# Monroe salt spreader



## Sharper Edge (Jan 26, 2005)

Does anyone know who has parts for monroe spreaders?


----------



## stroker79 (Dec 2, 2006)

my Dad has 2 broken ones, I can see if he plans to seel them or repair them if you would like. they are 1999 monroe V boxes, orange painted steel mixed with lots of rust. they are gas engine powered.


----------



## chev_4x4 (Dec 28, 2006)

look up monroe on the web, i think they have a number and you can call them and see where in your area you can get parts


----------



## nicksplowing (Oct 5, 2005)

check out there website it may help good luck http://www.monroetruck.com/snowice_spreaders.asp


----------



## Mark Oomkes (Dec 10, 2000)

Try your Boss dealer, Monroe USED to make their V-boxes.
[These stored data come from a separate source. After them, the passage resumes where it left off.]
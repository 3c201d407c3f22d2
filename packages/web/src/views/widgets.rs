//! Small pieces shared by several pages.

use dioxus::prelude::*;
use store::{Profile, ReadStatus};
use ui::controllers::ViewStatus;

/// Error and success flashes of a screen.
#[component]
pub fn Flash(status: ViewStatus) -> Element {
    rsx! {
        if let Some(err) = status.error {
            p { class: "flash-error", "{err}" }
        }
        if let Some(message) = status.success {
            p { class: "flash-success", "{message}" }
        }
    }
}

#[component]
pub fn Cover(url: Option<String>, title: String) -> Element {
    match url {
        Some(url) => rsx! {
            img {
                src: "{url}",
                alt: "{title}",
                style: "width: 4rem; height: 6rem; object-fit: cover; flex-shrink: 0;",
            }
        },
        None => rsx! {
            div {
                style: "width: 4rem; height: 6rem; flex-shrink: 0; background: #e5ded3; display: flex; align-items: center; justify-content: center; font-size: 0.75rem; color: #7a6e63;",
                "Pas de couverture"
            }
        },
    }
}

/// Round avatar, or the username's initial without a picture.
#[component]
pub fn Avatar(profile: Profile, #[props(default = 3)] size: u32) -> Element {
    let dimension = format!("width: {size}rem; height: {size}rem; border-radius: 9999px; flex-shrink: 0;");
    match profile.avatar_url.as_deref().filter(|url| !url.is_empty()) {
        Some(url) => rsx! {
            img {
                src: "{url}",
                alt: "{profile.display_name()}",
                style: "{dimension} object-fit: cover;",
            }
        },
        None => rsx! {
            div {
                style: "{dimension} background: #a0522d; color: #fff; display: flex; align-items: center; justify-content: center; font-weight: 700;",
                "{profile.initial()}"
            }
        },
    }
}

/// "Lus" / "À lire" tab strip with counts.
#[component]
pub fn ShelfTabs(
    selected: ReadStatus,
    read_count: usize,
    to_read_count: usize,
    on_select: EventHandler<ReadStatus>,
) -> Element {
    rsx! {
        div {
            class: "tabs",
            style: "display: flex; gap: 1rem; margin: 1.5rem 0; border-bottom: 1px solid #e5ded3;",
            for (status, count) in [(ReadStatus::Read, read_count), (ReadStatus::WantToRead, to_read_count)] {
                button {
                    key: "{status.as_str()}",
                    class: "btn",
                    style: "border: none; background: none;",
                    "aria-selected": if status == selected { "true" } else { "false" },
                    onclick: move |_| on_select.call(status),
                    "{status.label()} ({count})"
                }
            }
        }
    }
}
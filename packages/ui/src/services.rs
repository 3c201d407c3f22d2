//! Shared clients provided to every screen through the Dioxus context.

use api::{BackendConfig, GoogleBooks, SearchOptions, SupabaseGateway};
use dioxus::prelude::*;
use store::LivreboxConfig;

use crate::auth::AuthState;
use crate::platform;

/// The gateway used by the running application.
pub type AppGateway = SupabaseGateway;

#[derive(Clone, Debug)]
pub struct Services {
    pub gateway: AppGateway,
    pub search: GoogleBooks,
    pub search_options: SearchOptions,
    pub avatars_bucket: String,
    /// Set when the backend is not configured; every call will fail.
    pub config_error: Option<String>,
}

impl Services {
    /// Build the clients from the environment and restore a stored session.
    pub fn load() -> Self {
        let (config, mut config_error) = match api::load_config() {
            Ok(config) => (config, None),
            Err(err) => (LivreboxConfig::default(), Some(err.to_string())),
        };

        let backend = match BackendConfig::from_config(&config) {
            Ok(backend) => backend,
            Err(err) => {
                if config_error.is_none() {
                    config_error = Some(err.to_string());
                }
                BackendConfig {
                    url: String::new(),
                    anon_key: String::new(),
                    avatars_bucket: config.storage.avatars_bucket.clone(),
                }
            }
        };
        if let Some(err) = &config_error {
            tracing::error!("backend configuration: {err}");
        }

        let gateway = SupabaseGateway::new(backend);
        gateway.restore_session(platform::load_session());

        Self {
            avatars_bucket: gateway.config().avatars_bucket.clone(),
            gateway,
            search: GoogleBooks::new(&config.search.endpoint),
            search_options: SearchOptions::from(&config.search),
            config_error,
        }
    }
}

pub fn use_services() -> Services {
    use_context::<Services>()
}

pub fn use_gateway() -> AppGateway {
    use_context::<Services>().gateway
}

/// Root provider: clients plus authentication state.
#[component]
pub fn AppProvider(children: Element) -> Element {
    let services = use_context_provider(Services::load);
    let auth_state = use_signal(AuthState::default);
    use_context_provider(|| auth_state);

    rsx! {
        if let Some(err) = services.config_error {
            div {
                class: "config-banner",
                style: "padding: 0.5rem 1rem; background: #fdecea; color: #8a1c1c; font-size: 0.875rem;",
                "Configuration du serveur incomplète : {err}"
            }
        }
        {children}
    }
}
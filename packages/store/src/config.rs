//! # Client configuration: `livrebox.toml`
//!
//! Tells the client where the hosted platform lives and how to query the book
//! search. Every section is optional; a missing or empty file is the same as the
//! defaults below.
//!
//! ```toml
//! [backend]
//! url = "https://xyzcompany.supabase.co"
//! anon_key = "public-anon-key"
//!
//! [storage]
//! avatars_bucket = "avatars"
//!
//! [search]
//! endpoint = "https://www.googleapis.com/books/v1/volumes"
//! max_results = 10
//! language = "fr"      # "" searches every language
//! ```
//!
//! Environment overrides are applied on top by `api::BackendConfig`.

use serde::{Deserialize, Serialize};

/// Top-level configuration stored in `livrebox.toml`.
#[derive(Clone, Debug, Default, PartialEq, Serialize, Deserialize)]
pub struct LivreboxConfig {
    #[serde(default)]
    pub backend: BackendSection,
    #[serde(default)]
    pub storage: StorageSection,
    #[serde(default)]
    pub search: SearchSection,
}

/// Platform endpoint and public key.
#[derive(Clone, Debug, Default, PartialEq, Serialize, Deserialize)]
pub struct BackendSection {
    #[serde(default)]
    pub url: String,
    #[serde(default)]
    pub anon_key: String,
}

#[derive(Clone, Debug, PartialEq, Serialize, Deserialize)]
pub struct StorageSection {
    #[serde(default = "default_avatars_bucket")]
    pub avatars_bucket: String,
}

fn default_avatars_bucket() -> String {
    "avatars".to_string()
}

impl Default for StorageSection {
    fn default() -> Self {
        Self {
            avatars_bucket: default_avatars_bucket(),
        }
    }
}

/// Book search settings.
#[derive(Clone, Debug, PartialEq, Serialize, Deserialize)]
pub struct SearchSection {
    #[serde(default = "default_search_endpoint")]
    pub endpoint: String,
    #[serde(default = "default_max_results")]
    pub max_results: u32,
    /// ISO 639-1 code passed as `langRestrict`, empty for no restriction.
    #[serde(default = "default_language")]
    pub language: String,
}

fn default_search_endpoint() -> String {
    "https://www.googleapis.com/books/v1/volumes".to_string()
}

fn default_max_results() -> u32 {
    10
}

fn default_language() -> String {
    "fr".to_string()
}

impl Default for SearchSection {
    fn default() -> Self {
        Self {
            endpoint: default_search_endpoint(),
            max_results: default_max_results(),
            language: default_language(),
        }
    }
}

impl LivreboxConfig {
    /// Config pointing at a platform instance.
    pub fn new(url: impl Into<String>, anon_key: impl Into<String>) -> Self {
        Self {
            backend: BackendSection {
                url: url.into(),
                anon_key: anon_key.into(),
            },
            ..Self::default()
        }
    }

    /// The well-known filename for the config file.
    pub fn filename() -> &'static str {
        "livrebox.toml"
    }

    /// Parse from TOML string.
    pub fn from_toml(s: &str) -> Result<Self, toml::de::Error> {
        toml::from_str(s)
    }
}

#[cfg(test)]
mod tests {
    use super::*;

    #[test]
    fn test_empty_file_is_default() {
        let config = LivreboxConfig::from_toml("").unwrap();
        assert_eq!(config, LivreboxConfig::default());
        assert_eq!(config.storage.avatars_bucket, "avatars");
        assert_eq!(config.search.max_results, 10);
        assert_eq!(config.search.language, "fr");
    }

    #[test]
    fn test_partial_sections() {
        let config = LivreboxConfig::from_toml(
            r#"
            [backend]
            url = "https://demo.supabase.co"
            anon_key = "anon"

            [search]
            max_results = 20
            "#,
        )
        .unwrap();
        assert_eq!(config.backend.url, "https://demo.supabase.co");
        assert_eq!(config.search.max_results, 20);
        assert_eq!(
            config.search.endpoint,
            "https://www.googleapis.com/books/v1/volumes"
        );
    }

    #[test]
    fn test_empty_language_searches_everything() {
        let config = LivreboxConfig::from_toml(
            r#"
            [search]
            language = ""
            "#,
        )
        .unwrap();
        assert_eq!(config.search.language, "");
        assert_eq!(config.storage, StorageSection::default());
    }
}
Not sure if they still do.


----------



## Sharper Edge (Jan 26, 2005)

Thanks for the help guys. I am tearing mine apart and replacing all moving parts.


----------



## Hatch Ent (Dec 9, 2008)

stroker79;559557 said:


> my Dad has 2 broken ones, I can see if he plans to seel them or repair them if you would like. they are 1999 monroe V boxes, orange painted steel mixed with lots of rust. they are gas engine powered.


hey stroker,
have you found out if your dad's plans on those spreaders??


----------



## 122fox (Sep 10, 2008)

try central parts warehouse


----------



## Runner (Jul 21, 2000)

We have a Monroe Truck right here in town (Grnd Blanc). It would only be about a 45 minute ride for you, probably. They are right at the Hill Rd Exit (not sure of the exit number). They are right behind Paul's (Superior) facility...Yeah,..HE'S got a long way to go for parts!prsport


----------